Poetry Evening with Author

Looking more like your friendly local butcher than the international literary star that he is, Louis de Bernières amused a small but enthusiastic audience with a programme of Renaissance and Medieval poetry and music at the Shakespeare Centre on Friday night. The best selling author of Captain Corelli's Mandolin was joined by three female professional flautists known as the Antonius Flute Trio and dressed head-to-toe in black.

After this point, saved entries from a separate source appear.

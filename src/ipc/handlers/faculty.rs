use crate::ipc::error::respond;
use crate::ipc::helpers::{db_conn, optional_str, required_str};
use crate::ipc::types::{AppState, Request};
use crate::model::{CoreError, Faculty};
use log::info;
use rusqlite::{Connection, OptionalExtension};
use serde_json::json;
use uuid::Uuid;

pub fn load_faculty(conn: &Connection, faculty_id: &str) -> Result<Option<Faculty>, CoreError> {
    let row = conn
        .query_row(
            "SELECT id, name, department, email, is_admin FROM faculty WHERE id = ?",
            [faculty_id],
            |r| {
                Ok((
                    r.get::<_, String>(0)?,
                    r.get::<_, String>(1)?,
                    r.get::<_, String>(2)?,
                    r.get::<_, Option<String>>(3)?,
                    r.get::<_, i64>(4)? != 0,
                ))
            },
        )
        .optional()?;
    let Some((id, name, department, email, is_admin)) = row else {
        return Ok(None);
    };
    let mut stmt = conn.prepare(
        "SELECT subject_id FROM faculty_subjects WHERE faculty_id = ? ORDER BY subject_id",
    )?;
    let subjects = stmt
        .query_map([&id], |r| r.get::<_, String>(0))?
        .collect::<Result<Vec<_>, _>>()?;
    Ok(Some(Faculty {
        id,
        name,
        department,
        email,
        is_admin,
        subjects,
    }))
}

/// Teacher picker rows: id and name only.
pub fn teacher_options(conn: &Connection) -> Result<Vec<serde_json::Value>, CoreError> {
    let mut stmt = conn.prepare("SELECT id, name FROM faculty ORDER BY name, id")?;
    let rows = stmt
        .query_map([], |r| {
            Ok(json!({
                "id": r.get::<_, String>(0)?,
                "name": r.get::<_, String>(1)?
            }))
        })?
        .collect::<Result<Vec<_>, _>>()?;
    Ok(rows)
}

fn parse_is_admin(req: &Request) -> Result<Option<bool>, CoreError> {
    match req.params.get("isAdmin") {
        None | Some(serde_json::Value::Null) => Ok(None),
        Some(v) => v
            .as_bool()
            .map(Some)
            .ok_or_else(|| CoreError::bad_params("isAdmin must be a boolean")),
    }
}

fn faculty_create(conn: &Connection, req: &Request, name: &str) -> Result<Faculty, CoreError> {
    let faculty_id = optional_str(req, "id").unwrap_or_else(|| Uuid::new_v4().to_string());
    let department = optional_str(req, "department").unwrap_or_default();
    let email = optional_str(req, "email");
    let is_admin = parse_is_admin(req)?.unwrap_or(false);
    conn.execute(
        "INSERT INTO faculty(id, name, department, email, is_admin) VALUES(?, ?, ?, ?, ?)",
        (&faculty_id, name, &department, &email, is_admin as i64),
    )
    .map_err(|e| CoreError::store("db_insert_failed", e, "faculty"))?;
    info!("faculty created id={}", faculty_id);
    load_faculty(conn, &faculty_id)?
        .ok_or_else(|| CoreError::new("db_query_failed", "faculty vanished after insert"))
}

fn faculty_update(conn: &Connection, req: &Request, faculty_id: &str) -> Result<Faculty, CoreError> {
    let Some(existing) = load_faculty(conn, faculty_id)? else {
        return Err(CoreError::not_found("faculty not found"));
    };
    let name = optional_str(req, "name").unwrap_or(existing.name);
    let department = optional_str(req, "department").unwrap_or(existing.department);
    let email = optional_str(req, "email").or(existing.email);
    let is_admin = parse_is_admin(req)?.unwrap_or(existing.is_admin);
    conn.execute(
        "UPDATE faculty SET name = ?, department = ?, email = ?, is_admin = ? WHERE id = ?",
        (&name, &department, &email, is_admin as i64, faculty_id),
    )
    .map_err(|e| CoreError::store("db_update_failed", e, "faculty"))?;
    load_faculty(conn, faculty_id)?
        .ok_or_else(|| CoreError::new("db_query_failed", "faculty vanished after update"))
}

/// Subjects taught by the removed faculty keep running without a teacher.
fn faculty_delete(conn: &Connection, faculty_id: &str) -> Result<serde_json::Value, CoreError> {
    if load_faculty(conn, faculty_id)?.is_none() {
        return Err(CoreError::not_found("faculty not found"));
    }
    let tx = conn
        .unchecked_transaction()
        .map_err(|e| CoreError::new("db_tx_failed", e.to_string()))?;
    let released = tx
        .execute(
            "UPDATE subjects SET teacher_id = NULL WHERE teacher_id = ?",
            [faculty_id],
        )
        .map_err(|e| CoreError::store("db_update_failed", e, "subjects"))?;
    for (table, sql) in [
        ("faculty_subjects", "DELETE FROM faculty_subjects WHERE faculty_id = ?"),
        ("faculty", "DELETE FROM faculty WHERE id = ?"),
    ] {
        tx.execute(sql, [faculty_id])
            .map_err(|e| CoreError::store("db_delete_failed", e, table))?;
    }
    tx.commit()
        .map_err(|e| CoreError::new("db_commit_failed", e.to_string()))?;
    info!("faculty deleted id={} subjectsReleased={}", faculty_id, released);
    Ok(json!({ "ok": true, "subjectsReleased": released }))
}

fn faculty_list(conn: &Connection, department: Option<&str>) -> Result<serde_json::Value, CoreError> {
    let mut stmt = conn.prepare("SELECT id FROM faculty ORDER BY name, id")?;
    let ids = stmt
        .query_map([], |r| r.get::<_, String>(0))?
        .collect::<Result<Vec<_>, _>>()?;
    let mut out = Vec::with_capacity(ids.len());
    for id in ids {
        if let Some(f) = load_faculty(conn, &id)? {
            if department.map(|d| d == f.department).unwrap_or(true) {
                out.push(f);
            }
        }
    }
    Ok(json!({ "faculty": out }))
}

fn handle_faculty_create(state: &mut AppState, req: &Request) -> serde_json::Value {
    let conn = match db_conn(state, req) {
        Ok(c) => c,
        Err(resp) => return resp,
    };
    let name = match required_str(req, "name") {
        Ok(v) => v,
        Err(resp) => return resp,
    };
    respond(&req.id, faculty_create(conn, req, &name))
}

fn handle_faculty_update(state: &mut AppState, req: &Request) -> serde_json::Value {
    let conn = match db_conn(state, req) {
        Ok(c) => c,
        Err(resp) => return resp,
    };
    let faculty_id = match required_str(req, "facultyId") {
        Ok(v) => v,
        Err(resp) => return resp,
    };
    respond(&req.id, faculty_update(conn, req, &faculty_id))
}

fn handle_faculty_get(state: &mut AppState, req: &Request) -> serde_json::Value {
    let conn = match db_conn(state, req) {
        Ok(c) => c,
        Err(resp) => return resp,
    };
    let faculty_id = match required_str(req, "facultyId") {
        Ok(v) => v,
        Err(resp) => return resp,
    };
    let res = load_faculty(conn, &faculty_id)
        .and_then(|f| f.ok_or_else(|| CoreError::not_found("faculty not found")));
    respond(&req.id, res)
}

fn handle_faculty_list(state: &mut AppState, req: &Request) -> serde_json::Value {
    let conn = match db_conn(state, req) {
        Ok(c) => c,
        Err(resp) => return resp,
    };
    let department = optional_str(req, "department");
    respond(&req.id, faculty_list(conn, department.as_deref()))
}

fn handle_faculty_delete(state: &mut AppState, req: &Request) -> serde_json::Value {
    let conn = match db_conn(state, req) {
        Ok(c) => c,
        Err(resp) => return resp,
    };
    let faculty_id = match required_str(req, "facultyId") {
        Ok(v) => v,
        Err(resp) => return resp,
    };
    respond(&req.id, faculty_delete(conn, &faculty_id))
}

pub fn try_handle(state: &mut AppState, req: &Request) -> Option<serde_json::Value> {
    match req.method.as_str() {
        "faculty.create" => Some(handle_faculty_create(state, req)),
        "faculty.update" => Some(handle_faculty_update(state, req)),
        "faculty.get" => Some(handle_faculty_get(state, req)),
        "faculty.list" => Some(handle_faculty_list(state, req)),
        "faculty.delete" => Some(handle_faculty_delete(state, req)),
        _ => None,
    }
}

De Bernières had his own mandolin and the versatility of the group was amply demonstrated by the use of other instruments including keyboard, guitar and percussion. The beauty of the recital was that you never quite knew what was coming next. One minute we were listening to a musical piece attributed to Henry VIII and the next to an erotic poem by Sir Thomas Wyatt. Even the great Michelangelo was found a spot in proceedings with the romantically entitled Poem 92.

Throughout the evening a delightful balance was achieved between the professional musicians and the enthusiastic amateur. The mandolin is a tricky instrument to play, particularly at speed, because the fingerboard is so small and the strings are doubled up, but if Mr de Bernières made the odd mistake it didn't matter. Throughout it all the ladies kept an affectionate eye (and ear) on him. The life of a novelist must largely be a solitary one, and Louis de Bernières clearly relishes the opportunity to perform with friends and interact with an audience. I suspect that this is what he really enjoys doing the most.